Bonnie Greer: "I planned to become a nun" (Getty)

Bonnie Greer

Bonnie Greer is a playwright, novelist, librettist and critic. She is also the Chancellor of Kingston University in Surrey.

1 I’m a direct descendant of a black man who owned slaves.

2 One of my mentors was Norman Mailer. He totally supported my work. I hate it when he’s labelled a misogynist. He wasn’t to me.

3 My true love is theoretical maths and physics. I have no education in them, but I understand as best I can. Reading a book on maths theory (written for lay people, of course) clears my head.
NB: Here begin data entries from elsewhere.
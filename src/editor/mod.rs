//! Crop/zoom editing of a captured still image.
//!
//! A [`CropSession`] couples a [`Viewport`] to the mask geometry and, on
//! commit, hands the source-space crop rectangle to a [`Drawing`] collaborator.

pub mod drawing;
pub mod session;
pub mod viewport;

pub use drawing::{DrawError, DrawResult, Drawing, ImageopsDrawing};
pub use session::{CropSession, SessionError, SessionResult};
pub use viewport::{min_zoom_for, Viewport, INITIAL_ZOOM_FACTOR, MAX_ZOOM};
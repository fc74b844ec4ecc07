use image::{imageops, RgbaImage};
use thiserror::Error;

use crate::config::OutputSize;
use crate::geometry::Rect;

/// Largest surface, in pixels, that [`ImageopsDrawing`] will allocate.
pub const DEFAULT_MAX_SURFACE_PIXELS: u64 = 128 * 1024 * 1024;

#[derive(Debug, Clone, Error, PartialEq, Eq)]
pub enum DrawError {
    #[error("crop region is empty: {description}")]
    EmptyRegion { description: String },
    #[error("surface {width}x{height} exceeds the {limit} pixel limit")]
    SurfaceTooLarge { width: u32, height: u32, limit: u64 },
    #[error("render failed: {message}")]
    Render { message: String },
}

pub type DrawResult<T> = std::result::Result<T, DrawError>;

/// Bitmap drawing collaborator used when a crop session commits.
pub trait Drawing {
    /// Crops `source` to `crop` (source-pixel space) and resamples the result to `output`.
    fn crop_and_scale(
        &self,
        source: &RgbaImage,
        crop: Rect,
        output: OutputSize,
    ) -> DrawResult<RgbaImage>;
}

/// [`Drawing`] backed by `image::imageops`.
#[derive(Debug, Clone, Copy)]
pub struct ImageopsDrawing {
    filter: imageops::FilterType,
    max_surface_pixels: u64,
}

impl ImageopsDrawing {
    pub const fn new(filter: imageops::FilterType) -> Self {
        Self {
            filter,
            max_surface_pixels: DEFAULT_MAX_SURFACE_PIXELS,
        }
    }

    pub const fn with_max_surface_pixels(mut self, max_surface_pixels: u64) -> Self {
        self.max_surface_pixels = max_surface_pixels;
        self
    }

    fn check_surface(&self, width: u32, height: u32) -> DrawResult<()> {
        if u64::from(width) * u64::from(height) > self.max_surface_pixels {
            return Err(DrawError::SurfaceTooLarge {
                width,
                height,
                limit: self.max_surface_pixels,
            });
        }
        Ok(())
    }
}

impl Default for ImageopsDrawing {
    fn default() -> Self {
        Self::new(imageops::FilterType::Triangle)
    }
}

/// Rounds `crop` to whole pixels: `(left, top, width, height)`.
pub(crate) fn pixel_region(crop: Rect) -> Option<(i64, i64, u32, u32)> {
    let values = [crop.x, crop.y, crop.width, crop.height];
    if values.iter().any(|value| !value.is_finite()) {
        return None;
    }
    let width = crop.width.round();
    let height = crop.height.round();
    if width < 1.0 || height < 1.0 || width > f64::from(u32::MAX) || height > f64::from(u32::MAX) {
        return None;
    }
    Some((
        crop.x.round() as i64,
        crop.y.round() as i64,
        width as u32,
        height as u32,
    ))
}

impl Drawing for ImageopsDrawing {
    fn crop_and_scale(
        &self,
        source: &RgbaImage,
        crop: Rect,
        output: OutputSize,
    ) -> DrawResult<RgbaImage> {
        let (left, top, width, height) =
            pixel_region(crop).ok_or_else(|| DrawError::EmptyRegion {
                description: crop.to_string(),
            })?;
        if !output.is_positive() {
            return Err(DrawError::EmptyRegion {
                description: format!("output {}x{}", output.width, output.height),
            });
        }
        self.check_surface(width, height)?;
        self.check_surface(output.width, output.height)?;

        // Pixels of the crop that fall outside the source stay transparent.
        let mut cropped = RgbaImage::new(width, height);
        imageops::replace(&mut cropped, source, -left, -top);

        if (width, height) == (output.width, output.height) {
            return Ok(cropped);
        }
        Ok(imageops::resize(
            &cropped,
            output.width,
            output.height,
            self.filter,
        ))
    }
}
use super::event::SessionEvent;
use super::model::SessionState;
use thiserror::Error;

pub type StateResult<T> = std::result::Result<T, StateError>;

#[derive(Debug, Error, PartialEq, Eq)]
pub enum StateError {
    #[error("invalid session transition: from {from:?} using event {event:?}")]
    InvalidStateTransition {
        from: SessionState,
        event: SessionEvent,
    },
}
//! Host collaborators the picker drives.
//!
//! Every suspension point is a continuation the host must invoke exactly once,
//! on the same UI thread that called in.

use super::controller::EditorHandle;
use super::media::{CaptureRequest, CaptureResult, MediaSource};
use super::permission::{AuthorizationStatus, Capability};
use super::sheet::{AccessNotice, ActionSheet, NoticeChoice, SheetChoice};

pub type Completion<T> = Box<dyn FnOnce(T)>;
pub type Continuation = Box<dyn FnOnce()>;

pub trait PermissionBackend {
    fn authorization_status(&self, capability: Capability) -> AuthorizationStatus;
    fn request_authorization(
        &self,
        capability: Capability,
        completion: Completion<AuthorizationStatus>,
    );
}

pub trait CaptureBackend {
    fn is_source_available(&self, source: MediaSource) -> bool;
    fn present_capture(&self, request: CaptureRequest, completion: Completion<CaptureResult>);
    /// Dismisses the capture surface; `completion` runs once it is gone.
    fn dismiss_capture(&self, completion: Continuation);
}

pub trait PresentationBackend {
    fn present_sheet(&self, sheet: ActionSheet, on_choice: Completion<SheetChoice>);
    fn present_notice(&self, notice: AccessNotice, on_choice: Completion<NoticeChoice>);
    /// Shows the crop editor above the capture surface. The host drives the
    /// handle with layout and gesture events until it commits or cancels.
    fn present_editor(&self, editor: EditorHandle);
    fn dismiss_editor(&self, completion: Continuation);
    fn can_open_settings(&self) -> bool;
    fn open_settings(&self);
}
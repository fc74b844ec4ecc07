use super::error::{StateError, StateResult};
use super::{event::StateTransition, SessionEvent, SessionState};

#[derive(Debug)]
pub struct StateMachine {
    state: SessionState,
    transition_history: Vec<StateTransition>,
}

impl StateMachine {
    pub fn new() -> Self {
        Self {
            state: SessionState::default(),
            transition_history: Vec::new(),
        }
    }

    pub fn state(&self) -> SessionState {
        self.state
    }

    pub fn can_transition(&self, event: SessionEvent) -> bool {
        self.next_state(event).is_some()
    }

    pub fn next_state(&self, event: SessionEvent) -> Option<SessionState> {
        use SessionEvent::*;
        match (self.state, event) {
            (SessionState::Uninitialized, Enter) => Some(SessionState::Active),
            (SessionState::Active, Commit) => Some(SessionState::Committed),
            (SessionState::Active, Cancel) => Some(SessionState::Cancelled),
            (SessionState::Active, CommitFailed) => Some(SessionState::Cancelled),
            _ => None,
        }
    }

    pub fn transition(&mut self, event: SessionEvent) -> StateResult<SessionState> {
        tracing::debug!(from = ?self.state, event = ?event, "request session transition");
        let next = self.next_state(event).ok_or_else(|| {
            let from = self.state;
            tracing::warn!(from = ?from, event = ?event, "invalid session transition requested");
            StateError::InvalidStateTransition { from, event }
        })?;

        let record = StateTransition::new(Some(self.state), event, next);
        self.state = next;
        self.transition_history.push(record);

        Ok(self.state)
    }

    pub fn history(&self) -> &[StateTransition] {
        &self.transition_history
    }
}

impl Default for StateMachine {
    fn default() -> Self {
        Self::new()
    }
}

impl std::fmt::Display for StateMachine {
    fn fmt(&self, f: &mut std::fmt::Formatter<'_>) -> std::fmt::Result {
        write!(f, "SessionState::{:?}", self.state)
    }
}
impl PickerController {
    /// # Panics
    ///
    /// Panics when the configuration allows no media type or source, or has a
    /// non-positive output size.
    pub fn new(config: PickerConfiguration, collaborators: Collaborators) -> Self {
        Self::with_additional_actions(config, collaborators, Vec::new())
    }

    /// Like [`Self::new`], with caller-defined entries appended to the source sheet.
    ///
    /// # Panics
    ///
    /// Same conditions as [`Self::new`].
    pub fn with_additional_actions(
        config: PickerConfiguration,
        collaborators: Collaborators,
        additional_actions: Vec<AdditionalAction>,
    ) -> Self {
        assert!(
            !config.allowed_types.is_empty(),
            "at least one media type must be allowed"
        );
        assert!(
            !config.allowed_sources.is_empty(),
            "at least one media source must be allowed"
        );
        assert!(
            config.output_size.is_positive(),
            "output size must be positive, got {}x{}",
            config.output_size.width,
            config.output_size.height
        );

        Self {
            inner: Rc::new(PickerInner {
                config,
                collaborators,
                additional_actions,
            }),
        }
    }

    pub fn config(&self) -> &PickerConfiguration {
        &self.inner.config
    }

    fn source_offered(&self, source: MediaSource) -> bool {
        self.inner.config.allows_source(source)
            && self.inner.collaborators.capture.is_source_available(source)
    }

    /// Presents the source-selection sheet.
    pub fn show_picker_dialogue(
        &self,
        anchor: PopoverAnchor,
        on_outcome: impl FnOnce(PickerOutcome) + 'static,
    ) {
        let invocation = Invocation::start(on_outcome);
        let config = &self.inner.config;
        let sheet = ActionSheet::build(
            &config.picker,
            &config.allowed_types,
            anchor,
            self.source_offered(MediaSource::Camera),
            self.source_offered(MediaSource::Library),
            &self.inner.additional_actions,
        );
        tracing::debug!(actions = sheet.actions.len(), "presenting source sheet");

        let controller = self.clone();
        self.inner.collaborators.presenter.present_sheet(
            sheet,
            Box::new(move |choice| controller.handle_sheet_choice(invocation, choice)),
        );
    }

    fn handle_sheet_choice(&self, invocation: Rc<Invocation>, choice: SheetChoice) {
        tracing::debug!(?choice, "source sheet answered");
        let source = match choice {
            SheetChoice::Cancel => {
                invocation.report(PickerOutcome::Cancelled);
                return;
            }
            SheetChoice::Additional(index) => {
                invocation.report(PickerOutcome::Cancelled);
                match self.inner.additional_actions.get(index) {
                    Some(action) => action.run(),
                    None => tracing::warn!(index, "unknown additional sheet action"),
                }
                return;
            }
            SheetChoice::Camera => MediaSource::Camera,
            SheetChoice::Library => MediaSource::Library,
        };
        let kinds = self.inner.config.allowed_types.clone();
        self.begin_capture(invocation, source, kinds);
    }

    /// Skips the sheet and goes straight to `source` with every allowed media type.
    ///
    /// # Panics
    ///
    /// Panics when `source` is not allowed.
    pub fn show_media_picker(
        &self,
        source: MediaSource,
        on_outcome: impl FnOnce(PickerOutcome) + 'static,
    ) {
        let kinds = self.inner.config.allowed_types.clone();
        self.show_media_picker_with_types(source, &kinds, on_outcome);
    }

    /// Like [`Self::show_media_picker`] but restricted to `requested` media types.
    ///
    /// # Panics
    ///
    /// Panics when `requested` is empty, names a type the configuration does
    /// not allow, or `source` is not allowed.
    pub fn show_media_picker_with_types(
        &self,
        source: MediaSource,
        requested: &[MediaType],
        on_outcome: impl FnOnce(PickerOutcome) + 'static,
    ) {
        let config = &self.inner.config;
        assert!(
            config.allows_source(source),
            "media source {source:?} is not allowed"
        );
        assert!(
            !requested.is_empty(),
            "at least one media type must be requested"
        );
        for kind in requested {
            assert!(
                config.allows_type(*kind),
                "media type {kind:?} is not allowed"
            );
        }
        self.begin_capture(Invocation::start(on_outcome), source, requested.to_vec());
    }

    fn begin_capture(
        &self,
        invocation: Rc<Invocation>,
        source: MediaSource,
        kinds: Vec<MediaType>,
    ) {
        let request = CaptureRequest {
            source,
            kinds,
            quality: self.inner.config.global.video_quality,
        };
        self.attempt_capture(invocation, request);
    }

    fn attempt_capture(&self, invocation: Rc<Invocation>, request: CaptureRequest) {
        let permissions = &self.inner.collaborators.permissions;
        let statuses: Vec<_> = required_capabilities(request.source, &request.kinds)
            .into_iter()
            .map(|capability| (capability, permissions.authorization_status(capability)))
            .collect();
        let decision = access_decision(&statuses, &invocation.requested.borrow());

        match decision {
            AccessDecision::Proceed => self.present_capture(invocation, request),
            AccessDecision::Request(capability) => {
                invocation.requested.borrow_mut().push(capability);
                tracing::debug!(capability = capability.label(), "requesting authorization");
                let controller = self.clone();
                permissions.request_authorization(
                    capability,
                    Box::new(move |status| {
                        tracing::debug!(
                            capability = capability.label(),
                            ?status,
                            "authorization answered"
                        );
                        controller.attempt_capture(invocation, request);
                    }),
                );
            }
            AccessDecision::Deny(capability) => {
                tracing::warn!(
                    capability = capability.label(),
                    source = request.source.label(),
                    "access denied"
                );
                self.present_notice(invocation);
            }
        }
    }

    fn present_notice(&self, invocation: Rc<Invocation>) {
        let presenter = Rc::clone(&self.inner.collaborators.presenter);
        let notice = AccessNotice::build(&self.inner.config.picker, presenter.can_open_settings());
        let settings = Rc::clone(&presenter);
        presenter.present_notice(
            notice,
            Box::new(move |choice| {
                invocation.report(PickerOutcome::Cancelled);
                if choice == NoticeChoice::OpenSettings {
                    settings.open_settings();
                }
            }),
        );
    }

    fn present_capture(&self, invocation: Rc<Invocation>, request: CaptureRequest) {
        tracing::debug!(
            source = request.source.label(),
            kinds = ?request.kinds,
            "presenting capture surface"
        );
        let controller = self.clone();
        self.inner.collaborators.capture.present_capture(
            request,
            Box::new(move |result| controller.handle_capture_result(invocation, result)),
        );
    }

    fn handle_capture_result(&self, invocation: Rc<Invocation>, result: CaptureResult) {
        tracing::debug!(result = result.label(), "capture finished");
        let outcome = match result {
            CaptureResult::Image(image) if image.width() == 0 || image.height() == 0 => {
                tracing::warn!("capture returned an empty image");
                PickerOutcome::Cancelled
            }
            CaptureResult::Image(image) if self.inner.config.editor_type.allows_editing() => {
                self.present_editor(invocation, image);
                return;
            }
            CaptureResult::Image(image) => PickerOutcome::Image(image),
            CaptureResult::Video(info) => PickerOutcome::Video(info),
            CaptureResult::Unrecognized | CaptureResult::Cancelled => PickerOutcome::Cancelled,
        };
        self.dismiss_capture_then_report(invocation, outcome);
    }

    fn dismiss_capture_then_report(&self, invocation: Rc<Invocation>, outcome: PickerOutcome) {
        self.inner
            .collaborators
            .capture
            .dismiss_capture(Box::new(move || invocation.report(outcome)));
    }

    fn present_editor(&self, invocation: Rc<Invocation>, image: RgbaImage) {
        let config = &self.inner.config;
        let shape = MaskShape::for_editor(
            config.editor_type,
            config.image_editor.hole_padding,
            config.output_size.as_size(),
            config.grid_divisions,
        );
        let session = CropSession::new(
            image,
            shape,
            config.output_size,
            Rc::clone(&self.inner.collaborators.drawing),
        );
        tracing::debug!(editor = config.editor_type.label(), "presenting crop editor");

        let collaborators = &self.inner.collaborators;
        collaborators.presenter.present_editor(EditorHandle {
            session: Rc::new(RefCell::new(session)),
            style: Rc::new(config.image_editor.clone()),
            capture: Rc::downgrade(&collaborators.capture),
            presenter: Rc::downgrade(&collaborators.presenter),
            invocation,
        });
    }
}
4 I’m a synesthete who hears music all the time. I can tell you what music is running through your head at any given time and/or what music means the most to you. I remember films because of the score. I can also spot liars very quickly. It’s the music.

5 I’m married to a white-English ex-public school boy who loves cricket. He calls baseball “a game for girls”.

6 My late father, the day after D-Day, turned 20. He was in the UK on that birthday, ready to deploy to Normandy. He went all the way, even to a concentration camp. I think it was Dachau. He didn’t tell me more. He became very close to some Jewish guys because of that, and on every one of his birthdays, they’d show up with a Star of David and ask him when he was moving to Israel.

7 I was planning to become a nun until I told my mother, who laughed so hard that I was put off.

Amanda Craig

Amanda Craig is an author, journalist and critic. Her lates novel is Hearts and Minds (Abacus)

1 When I was a baby in South Africa, my parents put me on a rug while having a picnic and a black mamba crawled right over me. I wasn't bitten (obviously) but have a phobia about snakes.

2 I have a rotten memory for dates and names but can remember pretty much every conversation I've ever had.

3 I have an acute sense of smell, which makes me hate almost all perfume, but I have twice smelt something odd on people, begged them to see a doctor and they turned out to have cancer.

4 The first proper author I met was Fay Weldon, when she rented my mother's house in Primrose Hill after leaving her husband. I was about 14.

5 My first boyfriend became an Italian rock star.

6 I wrote my first novel while employed by the Sunday Express and pretending to follow Jeffrey Archer round for six months during the rehearsal of his first play. The day came when I had to write 4,000 words about it, and of course I'd only been to two rehearsals and a very fancy hotel in Bath. Then he sued a sister paper for libel... and the story was dropped.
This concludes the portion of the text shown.